Elevation Worship + Tiffany Hudson - Lamb Lyrics
Lyrics
You did not suffer for nothing
When you shed your blood
Every drop was on purpose
What amazing love
I will make my boast in your cross alone
Laying every crown at your feet
Lamb of God
Worthy is the Lamb of God
Worthy is the Lamb of God
Worthy is the Lamb
And as you knelt in the garden
Was I on your mind
What was the joy set before you
Was my heart your prize
May the Lamb receive His reward in me
May the Lamb receive all the glory
Written by Steven Furtick, Chris Brown, Tiffany Hudson
Video
Lamb (Live From The Loft) | feat. Tiffany Hudson | Elevation Worship
Meaning & Inspiration
My hands are mapped with veins that look like riverbeds in a drought, and they’ve held enough funeral programs to know that death doesn’t care about our plans. When I sit in the quiet, listening to Tiffany Hudson sing about the garden, I don’t hear a performance. I hear a question that has haunted me through three decades of empty beds and long hospital vigils: “Was I on your mind?”
It’s easy to sing about the cross when your back is straight and your lungs are full. But when the arthritis flares and the world gets small, you start wondering if the sacrifice was really meant for someone as ordinary as you. You look at your failures, the ones you’ve buried under layers of routine and pride, and you have to ask if that blood was truly meant to cover them.
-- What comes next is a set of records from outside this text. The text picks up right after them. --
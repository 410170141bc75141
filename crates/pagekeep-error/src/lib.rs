// Pagekeep Error Handling Framework
// Central location for error types, traits, and handling utilities

use std::error::Error as StdError;
use std::fmt;

// Re-export common error handling tools for convenience
pub use thiserror;
pub use tracing;

mod macros;

mod config;
mod manager;
mod pool;
mod serialization;
mod store;
mod tree;

// Public exports (Consolidated)
pub use config::{ConfigError, ConfigResult};
pub use manager::{ManagerError, ManagerResult};
pub use pool::{PoolError, PoolResult};
pub use serialization::{SerializationError, SerializationResult};
pub use store::{StoreError, StoreResult};
pub use tree::{TreeError, TreeResult};

/// Error domains representing different components of the system
#[derive(Debug, Clone, Copy, PartialEq, Eq, Hash, serde::Serialize, serde::Deserialize)]
pub enum ErrorDomain {
    Config, Tree, Serialization, Store, Manager, Pool,
}
impl fmt::Display for ErrorDomain {
    fn fmt(&self, f: &mut fmt::Formatter<'_>) -> fmt::Result {
        match self {
            ErrorDomain::Config => write!(f, "config"),
            ErrorDomain::Tree => write!(f, "tree"),
            ErrorDomain::Serialization => write!(f, "serialization"),
            ErrorDomain::Store => write!(f, "store"),
            ErrorDomain::Manager => write!(f, "manager"),
            ErrorDomain::Pool => write!(f, "pool"),
        }
    }
}

/// Error code structure for categorizing errors
#[derive(Debug, Clone, Copy, PartialEq, Eq, Hash, serde::Serialize, serde::Deserialize)]
pub struct ErrorCode(pub u32);
impl fmt::Display for ErrorCode {
    fn fmt(&self, f: &mut fmt::Formatter<'_>) -> fmt::Result {
        write!(f, "{:04}", self.0)
    }
}

/// Base trait for all errors raised by the pagekeep crates.
pub trait PageKeepError: StdError + Send + Sync + 'static {
    /// Returns the numeric code for this error.
    fn code(&self) -> ErrorCode;

    /// Returns the domain this error belongs to.
    fn domain(&self) -> ErrorDomain;

    /// Indicates if the error is temporary and retrying might succeed.
    fn is_transient(&self) -> bool { false }

    /// Renders the error as `<domain>-<code>: <message>`.
    fn describe(&self) -> String {
        format!("{}-{}: {}", self.domain(), self.code(), self)
    }
}

/// Shorthand for a boxed PageKeepError
pub type BoxError = Box<dyn PageKeepError>;
/// Standard Result type using BoxError
pub type Result<T> = std::result::Result<T, BoxError>;
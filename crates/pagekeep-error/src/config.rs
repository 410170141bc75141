// Configuration error types

use thiserror::Error;
use crate::{ErrorCode, ErrorDomain, PageKeepError};

/// Config error codes
pub mod codes {
    use crate::ErrorCode;

    // Config error codes start with 7000
    pub const PARSE_FAILED: ErrorCode = ErrorCode(7001);
    pub const INVALID_VALUE: ErrorCode = ErrorCode(7002);
}

/// Errors raised while loading settings
#[derive(Error, Debug, Clone, PartialEq, Eq)]
pub enum ConfigError {
    /// The settings document could not be parsed
    #[error("Could not parse settings: {0}")]
    Parse(String),

    /// A setting holds a value outside its allowed range
    #[error("Invalid value for '{key}': {reason}")]
    InvalidValue { key: String, reason: String },
}

impl PageKeepError for ConfigError {
    fn code(&self) -> ErrorCode {
        match self {
            ConfigError::Parse(_) => codes::PARSE_FAILED,
            ConfigError::InvalidValue { .. } => codes::INVALID_VALUE,
        }
    }

    fn domain(&self) -> ErrorDomain {
        ErrorDomain::Config
    }
}

/// Convenient Result type for settings operations
pub type ConfigResult<T> = Result<T, ConfigError>;

impl From<ConfigError> for Box<dyn PageKeepError> {
    fn from(err: ConfigError) -> Self {
        Box::new(err)
    }
}
// Component tree error types
// Raised by the page, traversal and version code in pagekeep-core

use thiserror::Error;
use crate::{ErrorCode, ErrorDomain, PageKeepError};

/// Tree error codes
pub mod codes {
    use crate::ErrorCode;

    // Tree error codes start with 1000
    pub const COMPONENT_NOT_FOUND: ErrorCode = ErrorCode(1001);
    pub const DUPLICATE_CHILD: ErrorCode = ErrorCode(1002);
    pub const ROOT_NOT_REMOVABLE: ErrorCode = ErrorCode(1003);
    pub const INVALID_PATH: ErrorCode = ErrorCode(1004);
    pub const RECORDING_STATE: ErrorCode = ErrorCode(1005);
}

/// Errors raised while mutating or querying a component tree
#[derive(Error, Debug, Clone, PartialEq, Eq)]
pub enum TreeError {
    /// No component with this id is attached to the page
    #[error("Component not found: {0}")]
    ComponentNotFound(u64),

    /// A sibling with the same id already exists
    #[error("Component '{id}' already exists under component {parent}")]
    DuplicateChild { parent: u64, id: String },

    /// The page root can not be removed from its own tree
    #[error("The page root can not be removed")]
    RootNotRemovable,

    /// A path did not resolve to a component
    #[error("Invalid component path: '{0}'")]
    InvalidPath(String),

    /// begin/end version called out of order
    #[error("Version recording error: {0}")]
    RecordingState(String),
}

impl PageKeepError for TreeError {
    fn code(&self) -> ErrorCode {
        use codes::*;
        match self {
            TreeError::ComponentNotFound(_) => COMPONENT_NOT_FOUND,
            TreeError::DuplicateChild { .. } => DUPLICATE_CHILD,
            TreeError::RootNotRemovable => ROOT_NOT_REMOVABLE,
            TreeError::InvalidPath(_) => INVALID_PATH,
            TreeError::RecordingState(_) => RECORDING_STATE,
        }
    }

    fn domain(&self) -> ErrorDomain {
        ErrorDomain::Tree
    }
}

/// Convenient Result type for tree operations
pub type TreeResult<T> = Result<T, TreeError>;

/// Convert from tree error to boxed error
impl From<TreeError> for Box<dyn PageKeepError> {
    fn from(err: TreeError) -> Self {
        Box::new(err)
    }
}
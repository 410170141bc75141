// Change records
//
// A change is the undo record of a single mutation of a page. Changes are
// grouped into one change list per version transition and undone newest
// first, so a structural undo always runs before any undo that relies on the
// structure it restores.

use serde::{Deserialize, Serialize};
use tracing::warn;

use pagekeep_error::TreeResult;

use crate::component::{ComponentId, ComponentTree, Subtree};
use crate::model::{Model, ModelValue};

/// Reversible record of one mutation
#[derive(Debug, Clone, Serialize, Deserialize)]
pub enum Change {
    /// A model was replaced or its object changed; holds the previous model
    ModelChanged {
        component: ComponentId,
        previous: Option<Model>,
    },
    /// A child was added; undo removes it again
    ComponentAdded {
        parent: ComponentId,
        child: ComponentId,
    },
    /// A child was removed; undo reinserts the subtree at its old position
    ComponentRemoved {
        parent: ComponentId,
        index: usize,
        subtree: Subtree,
    },
    /// A keyed state entry was set or cleared; holds the previous value
    StateChanged {
        component: ComponentId,
        key: String,
        previous: Option<ModelValue>,
    },
    /// Visibility was toggled; holds the previous flag
    VisibilityChanged { component: ComponentId, visible: bool },
    /// Enabled state was toggled; holds the previous flag
    EnabledChanged { component: ComponentId, enabled: bool },
}

impl Change {
    /// Reverse this change on `tree`
    pub fn undo(self, tree: &mut ComponentTree) -> TreeResult<()> {
        match self {
            Change::ModelChanged { component, previous } => {
                tree.get_mut(component)?.replace_model(previous);
            }
            Change::ComponentAdded { child, .. } => {
                tree.detach_subtree(child)?;
            }
            Change::ComponentRemoved { parent, index, subtree } => {
                tree.restore_subtree(parent, index, subtree)?;
            }
            Change::StateChanged { component, key, previous } => {
                tree.get_mut(component)?.replace_state(&key, previous);
            }
            Change::VisibilityChanged { component, visible } => {
                tree.get_mut(component)?.set_visible(visible);
            }
            Change::EnabledChanged { component, enabled } => {
                tree.get_mut(component)?.set_enabled(enabled);
            }
        }
        Ok(())
    }

    /// Component this change is about
    pub fn component(&self) -> ComponentId {
        match self {
            Change::ModelChanged { component, .. }
            | Change::StateChanged { component, .. }
            | Change::VisibilityChanged { component, .. }
            | Change::EnabledChanged { component, .. } => *component,
            Change::ComponentAdded { child, .. } => *child,
            Change::ComponentRemoved { subtree, .. } => subtree.root(),
        }
    }
}

/// Ordered changes recorded during one version transition
#[derive(Debug, Clone, Default, Serialize, Deserialize)]
pub struct ChangeList {
    changes: Vec<Change>,
}

impl ChangeList {
    pub fn new() -> Self {
        Self::default()
    }

    pub(crate) fn push(&mut self, change: Change) {
        self.changes.push(change);
    }

    pub fn len(&self) -> usize {
        self.changes.len()
    }

    pub fn is_empty(&self) -> bool {
        self.changes.is_empty()
    }

    pub fn iter(&self) -> impl Iterator<Item = &Change> {
        self.changes.iter()
    }

    /// Undo every change, newest first.
    ///
    /// A change that can no longer be applied is logged and skipped; the
    /// remaining changes are still undone.
    pub fn undo(self, tree: &mut ComponentTree) {
        for change in self.changes.into_iter().rev() {
            let component = change.component();
            if let Err(err) = change.undo(tree) {
                warn!(component = %component, error = %err, "could not undo change");
            }
        }
    }
}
“You did not suffer for nothing,” she sings. It feels like an anchor. It has to be true, doesn't it? If it weren't, the whole weight of my history would crush me.
Hebrews 12:2 speaks of the joy set before Him, the reason He endured that Roman wood. For years, I preached that the "joy" was the triumph of the resurrection, a grand theological victory. But as I get older, I find myself lingering on the possibility that the "joy" was just us. Not the "us" in a polished pew, but the broken, messy, stubborn "us." It’s an uncomfortable thought—that the King of Glory looked through the lens of human history and saw my face in the shadows of Gethsemane.
I’m still not sure if I fully believe it. Not because I doubt His grace, but because I’m so painfully aware of my own smallness. Can I really be the prize? It seems like a heavy thing to carry, to be someone’s reward.
Yet, there it is in the lyrics: “May the Lamb receive His reward in me.”
That hits differently than the shouting choruses of my youth. It’s not an aggressive demand for breakthrough; it’s a quiet surrender. It feels like setting down a heavy bag I’ve been lugging around for forty years—the need to be something, to prove something, to perform for an audience of one. If I am the reward, then the work is already finished. I don’t have to reach for it anymore. I just have to let Him have me.
Some days, the music sounds like a frantic reaching. But in the moments when the strength is gone and I’m just staring at the dust motes dancing in the afternoon light, those words feel like an old hymn. They don’t solve the ache of being human, but they make the ache feel like it belongs to Him. And maybe, in the end, that’s enough.